→ **What the task requires**
Below are the records; give the number of their lines that contain the word "read" and nothing more.

→ **Data records**
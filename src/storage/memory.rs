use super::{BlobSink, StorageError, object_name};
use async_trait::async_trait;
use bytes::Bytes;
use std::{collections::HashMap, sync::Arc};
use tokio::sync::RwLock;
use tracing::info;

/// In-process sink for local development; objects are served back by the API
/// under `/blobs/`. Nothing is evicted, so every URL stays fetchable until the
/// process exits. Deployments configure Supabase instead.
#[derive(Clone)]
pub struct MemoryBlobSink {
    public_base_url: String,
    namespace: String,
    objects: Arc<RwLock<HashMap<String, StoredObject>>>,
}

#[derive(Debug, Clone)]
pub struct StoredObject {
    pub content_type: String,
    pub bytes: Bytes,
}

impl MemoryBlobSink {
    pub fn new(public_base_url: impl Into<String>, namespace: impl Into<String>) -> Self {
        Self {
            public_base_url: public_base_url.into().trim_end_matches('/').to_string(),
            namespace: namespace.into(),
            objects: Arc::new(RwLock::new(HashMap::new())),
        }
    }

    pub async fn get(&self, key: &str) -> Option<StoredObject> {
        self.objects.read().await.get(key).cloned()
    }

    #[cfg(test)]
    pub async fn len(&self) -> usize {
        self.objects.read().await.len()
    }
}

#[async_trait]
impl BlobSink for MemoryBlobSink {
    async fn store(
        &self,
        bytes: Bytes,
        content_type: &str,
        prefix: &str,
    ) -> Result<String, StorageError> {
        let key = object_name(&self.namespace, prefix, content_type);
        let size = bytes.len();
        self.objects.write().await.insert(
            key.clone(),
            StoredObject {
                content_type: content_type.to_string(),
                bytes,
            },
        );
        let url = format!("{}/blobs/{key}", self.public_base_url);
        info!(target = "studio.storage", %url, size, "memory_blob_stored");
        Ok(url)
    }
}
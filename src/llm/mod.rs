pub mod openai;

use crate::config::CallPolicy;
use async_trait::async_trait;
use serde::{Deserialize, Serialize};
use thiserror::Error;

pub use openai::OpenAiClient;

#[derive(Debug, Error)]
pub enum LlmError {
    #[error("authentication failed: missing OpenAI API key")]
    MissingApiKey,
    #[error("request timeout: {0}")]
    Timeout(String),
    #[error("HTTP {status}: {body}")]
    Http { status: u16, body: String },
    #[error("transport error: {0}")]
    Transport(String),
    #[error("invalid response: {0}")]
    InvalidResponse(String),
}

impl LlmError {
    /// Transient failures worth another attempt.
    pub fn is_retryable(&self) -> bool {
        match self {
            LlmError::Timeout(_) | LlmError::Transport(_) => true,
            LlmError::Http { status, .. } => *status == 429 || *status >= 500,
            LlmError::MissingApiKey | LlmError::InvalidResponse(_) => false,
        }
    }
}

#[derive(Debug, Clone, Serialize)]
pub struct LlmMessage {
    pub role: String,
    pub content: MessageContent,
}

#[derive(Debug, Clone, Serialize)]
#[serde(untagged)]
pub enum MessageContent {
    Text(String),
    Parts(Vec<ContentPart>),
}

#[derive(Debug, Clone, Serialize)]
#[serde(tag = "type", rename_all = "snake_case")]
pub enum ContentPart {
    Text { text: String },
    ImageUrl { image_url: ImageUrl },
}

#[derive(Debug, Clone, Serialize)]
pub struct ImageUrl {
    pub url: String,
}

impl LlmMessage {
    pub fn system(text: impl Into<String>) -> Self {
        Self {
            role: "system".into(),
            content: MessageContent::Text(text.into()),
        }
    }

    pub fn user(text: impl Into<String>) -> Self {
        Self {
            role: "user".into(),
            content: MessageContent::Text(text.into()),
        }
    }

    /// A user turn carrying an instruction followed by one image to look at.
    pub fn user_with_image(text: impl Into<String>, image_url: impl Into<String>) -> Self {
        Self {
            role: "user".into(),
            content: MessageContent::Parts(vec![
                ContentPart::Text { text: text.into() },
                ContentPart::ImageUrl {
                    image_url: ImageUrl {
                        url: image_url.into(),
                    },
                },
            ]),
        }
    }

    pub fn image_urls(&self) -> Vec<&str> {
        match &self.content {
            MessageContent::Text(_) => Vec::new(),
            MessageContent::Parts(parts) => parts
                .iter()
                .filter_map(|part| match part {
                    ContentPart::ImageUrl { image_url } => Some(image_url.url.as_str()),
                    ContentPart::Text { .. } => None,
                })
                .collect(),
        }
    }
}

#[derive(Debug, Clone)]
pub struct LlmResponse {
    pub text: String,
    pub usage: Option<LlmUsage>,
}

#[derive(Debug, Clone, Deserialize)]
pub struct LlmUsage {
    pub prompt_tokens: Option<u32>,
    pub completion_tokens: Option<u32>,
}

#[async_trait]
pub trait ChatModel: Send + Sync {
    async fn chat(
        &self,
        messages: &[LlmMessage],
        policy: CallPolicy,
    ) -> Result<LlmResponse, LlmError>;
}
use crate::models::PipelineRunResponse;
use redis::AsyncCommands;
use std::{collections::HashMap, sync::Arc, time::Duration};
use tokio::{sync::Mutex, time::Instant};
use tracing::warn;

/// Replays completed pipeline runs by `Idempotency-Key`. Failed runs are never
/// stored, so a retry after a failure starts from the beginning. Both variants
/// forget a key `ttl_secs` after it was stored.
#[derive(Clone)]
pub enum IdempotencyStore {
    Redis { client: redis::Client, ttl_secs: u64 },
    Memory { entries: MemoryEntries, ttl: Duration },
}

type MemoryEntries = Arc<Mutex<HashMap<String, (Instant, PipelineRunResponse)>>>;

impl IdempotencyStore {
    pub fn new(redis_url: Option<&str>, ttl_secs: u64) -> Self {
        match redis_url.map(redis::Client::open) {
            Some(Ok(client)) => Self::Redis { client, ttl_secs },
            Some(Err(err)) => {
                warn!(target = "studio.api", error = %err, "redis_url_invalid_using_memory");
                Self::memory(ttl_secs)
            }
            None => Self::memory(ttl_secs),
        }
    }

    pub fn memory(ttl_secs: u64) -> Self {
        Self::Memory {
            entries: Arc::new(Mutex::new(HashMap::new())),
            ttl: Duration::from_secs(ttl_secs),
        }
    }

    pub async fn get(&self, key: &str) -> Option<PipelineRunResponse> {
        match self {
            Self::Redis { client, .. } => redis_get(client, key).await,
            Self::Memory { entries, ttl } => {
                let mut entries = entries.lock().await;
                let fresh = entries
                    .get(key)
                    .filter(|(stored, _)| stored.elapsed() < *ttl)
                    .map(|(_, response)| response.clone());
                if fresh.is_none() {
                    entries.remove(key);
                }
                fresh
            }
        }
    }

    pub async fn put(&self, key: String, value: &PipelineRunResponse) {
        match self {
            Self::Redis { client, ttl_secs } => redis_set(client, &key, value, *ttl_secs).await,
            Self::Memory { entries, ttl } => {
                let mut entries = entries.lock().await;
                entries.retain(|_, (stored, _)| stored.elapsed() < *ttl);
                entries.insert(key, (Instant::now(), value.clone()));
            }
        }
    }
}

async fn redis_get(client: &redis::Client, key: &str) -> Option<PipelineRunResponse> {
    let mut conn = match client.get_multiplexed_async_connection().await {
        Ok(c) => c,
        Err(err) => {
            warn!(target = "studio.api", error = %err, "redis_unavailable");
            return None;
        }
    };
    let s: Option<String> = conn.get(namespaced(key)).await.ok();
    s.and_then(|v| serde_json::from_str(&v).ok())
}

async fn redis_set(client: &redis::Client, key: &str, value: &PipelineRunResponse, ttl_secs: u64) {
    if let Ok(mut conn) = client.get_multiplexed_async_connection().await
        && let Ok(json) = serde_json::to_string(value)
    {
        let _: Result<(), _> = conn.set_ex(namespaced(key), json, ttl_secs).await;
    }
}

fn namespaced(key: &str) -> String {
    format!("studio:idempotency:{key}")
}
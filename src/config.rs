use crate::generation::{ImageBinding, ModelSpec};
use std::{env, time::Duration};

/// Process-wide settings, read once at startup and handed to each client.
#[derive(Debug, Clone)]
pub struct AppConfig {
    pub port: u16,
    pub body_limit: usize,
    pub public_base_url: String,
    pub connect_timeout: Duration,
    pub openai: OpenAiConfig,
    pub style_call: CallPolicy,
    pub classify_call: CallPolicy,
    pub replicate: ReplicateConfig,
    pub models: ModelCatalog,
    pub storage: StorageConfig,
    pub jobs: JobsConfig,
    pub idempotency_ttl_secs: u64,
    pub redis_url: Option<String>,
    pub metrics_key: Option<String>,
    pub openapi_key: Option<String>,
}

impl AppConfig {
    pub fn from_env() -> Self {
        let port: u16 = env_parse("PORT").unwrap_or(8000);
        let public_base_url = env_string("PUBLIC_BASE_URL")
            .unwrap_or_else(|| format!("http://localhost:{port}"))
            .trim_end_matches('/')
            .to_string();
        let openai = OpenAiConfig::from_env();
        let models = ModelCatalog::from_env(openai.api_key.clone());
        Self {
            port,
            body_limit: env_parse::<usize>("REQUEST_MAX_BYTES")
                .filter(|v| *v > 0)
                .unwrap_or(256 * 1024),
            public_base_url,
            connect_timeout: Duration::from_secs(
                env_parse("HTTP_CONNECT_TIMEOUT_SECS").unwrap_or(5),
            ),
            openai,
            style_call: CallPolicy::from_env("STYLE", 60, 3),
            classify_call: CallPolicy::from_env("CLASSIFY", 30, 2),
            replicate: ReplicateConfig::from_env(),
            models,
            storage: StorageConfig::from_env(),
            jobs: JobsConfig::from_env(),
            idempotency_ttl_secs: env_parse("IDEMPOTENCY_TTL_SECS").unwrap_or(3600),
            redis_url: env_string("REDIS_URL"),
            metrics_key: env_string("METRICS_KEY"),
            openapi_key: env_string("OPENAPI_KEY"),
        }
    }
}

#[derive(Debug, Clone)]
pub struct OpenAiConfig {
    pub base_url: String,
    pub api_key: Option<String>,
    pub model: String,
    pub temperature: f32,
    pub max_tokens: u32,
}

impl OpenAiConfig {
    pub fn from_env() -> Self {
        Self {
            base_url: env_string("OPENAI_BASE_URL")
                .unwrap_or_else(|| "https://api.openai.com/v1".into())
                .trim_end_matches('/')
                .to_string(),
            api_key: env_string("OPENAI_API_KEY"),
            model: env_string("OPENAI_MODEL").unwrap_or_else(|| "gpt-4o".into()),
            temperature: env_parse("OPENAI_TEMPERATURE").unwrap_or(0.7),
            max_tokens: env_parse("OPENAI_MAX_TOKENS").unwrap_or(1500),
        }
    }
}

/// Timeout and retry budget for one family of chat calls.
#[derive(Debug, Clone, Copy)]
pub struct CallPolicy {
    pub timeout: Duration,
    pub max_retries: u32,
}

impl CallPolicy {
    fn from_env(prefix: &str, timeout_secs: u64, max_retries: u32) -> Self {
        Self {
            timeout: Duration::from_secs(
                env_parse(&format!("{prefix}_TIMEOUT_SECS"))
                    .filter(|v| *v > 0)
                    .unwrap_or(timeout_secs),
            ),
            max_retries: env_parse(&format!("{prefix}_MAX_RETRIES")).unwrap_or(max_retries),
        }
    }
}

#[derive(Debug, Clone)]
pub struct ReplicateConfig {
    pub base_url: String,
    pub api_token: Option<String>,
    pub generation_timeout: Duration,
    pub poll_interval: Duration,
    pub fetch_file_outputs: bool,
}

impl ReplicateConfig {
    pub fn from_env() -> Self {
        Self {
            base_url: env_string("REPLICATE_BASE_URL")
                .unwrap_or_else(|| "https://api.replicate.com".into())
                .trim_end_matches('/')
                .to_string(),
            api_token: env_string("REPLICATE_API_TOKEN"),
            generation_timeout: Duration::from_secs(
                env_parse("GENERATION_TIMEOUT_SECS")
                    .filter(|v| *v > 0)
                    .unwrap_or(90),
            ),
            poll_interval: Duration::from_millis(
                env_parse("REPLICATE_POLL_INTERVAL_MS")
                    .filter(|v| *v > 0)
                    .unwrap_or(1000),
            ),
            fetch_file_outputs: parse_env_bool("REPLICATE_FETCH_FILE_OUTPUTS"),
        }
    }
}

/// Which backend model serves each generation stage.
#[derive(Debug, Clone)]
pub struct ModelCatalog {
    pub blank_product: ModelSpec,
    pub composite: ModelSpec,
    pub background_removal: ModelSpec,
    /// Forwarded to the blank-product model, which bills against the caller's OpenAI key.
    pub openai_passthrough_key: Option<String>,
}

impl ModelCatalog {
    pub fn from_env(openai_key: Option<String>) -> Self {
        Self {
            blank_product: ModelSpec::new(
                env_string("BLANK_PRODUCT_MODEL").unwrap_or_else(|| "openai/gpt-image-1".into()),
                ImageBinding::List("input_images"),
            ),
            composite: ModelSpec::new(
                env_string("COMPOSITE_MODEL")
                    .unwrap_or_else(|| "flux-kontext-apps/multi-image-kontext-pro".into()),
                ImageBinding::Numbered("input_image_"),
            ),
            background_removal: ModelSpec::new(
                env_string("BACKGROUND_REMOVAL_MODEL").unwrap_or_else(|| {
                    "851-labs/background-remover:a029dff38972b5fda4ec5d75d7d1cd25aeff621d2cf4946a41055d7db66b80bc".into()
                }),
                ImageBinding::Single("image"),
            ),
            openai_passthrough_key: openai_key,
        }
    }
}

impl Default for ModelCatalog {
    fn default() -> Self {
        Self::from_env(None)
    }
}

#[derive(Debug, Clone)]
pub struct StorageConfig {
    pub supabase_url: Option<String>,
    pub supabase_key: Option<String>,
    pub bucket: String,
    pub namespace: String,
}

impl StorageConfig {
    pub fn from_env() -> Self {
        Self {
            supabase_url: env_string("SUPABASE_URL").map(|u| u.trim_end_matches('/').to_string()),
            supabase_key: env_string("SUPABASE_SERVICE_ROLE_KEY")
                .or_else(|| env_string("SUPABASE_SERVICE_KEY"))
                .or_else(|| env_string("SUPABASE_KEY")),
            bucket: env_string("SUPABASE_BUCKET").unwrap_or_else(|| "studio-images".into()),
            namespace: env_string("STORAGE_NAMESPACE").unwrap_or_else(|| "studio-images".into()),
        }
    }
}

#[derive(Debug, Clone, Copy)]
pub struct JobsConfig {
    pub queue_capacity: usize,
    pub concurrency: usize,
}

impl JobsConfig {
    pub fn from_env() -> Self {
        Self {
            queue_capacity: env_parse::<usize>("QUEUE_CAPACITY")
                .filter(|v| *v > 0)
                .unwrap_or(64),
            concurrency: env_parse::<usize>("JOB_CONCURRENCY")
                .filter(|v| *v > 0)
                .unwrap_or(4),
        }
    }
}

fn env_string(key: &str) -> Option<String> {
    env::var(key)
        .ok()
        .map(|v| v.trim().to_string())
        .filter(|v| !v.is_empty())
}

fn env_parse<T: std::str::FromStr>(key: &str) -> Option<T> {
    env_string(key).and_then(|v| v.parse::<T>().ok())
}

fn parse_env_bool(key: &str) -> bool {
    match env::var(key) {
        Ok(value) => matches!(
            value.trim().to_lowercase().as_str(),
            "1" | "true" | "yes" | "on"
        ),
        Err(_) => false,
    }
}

→ **Written solution**
3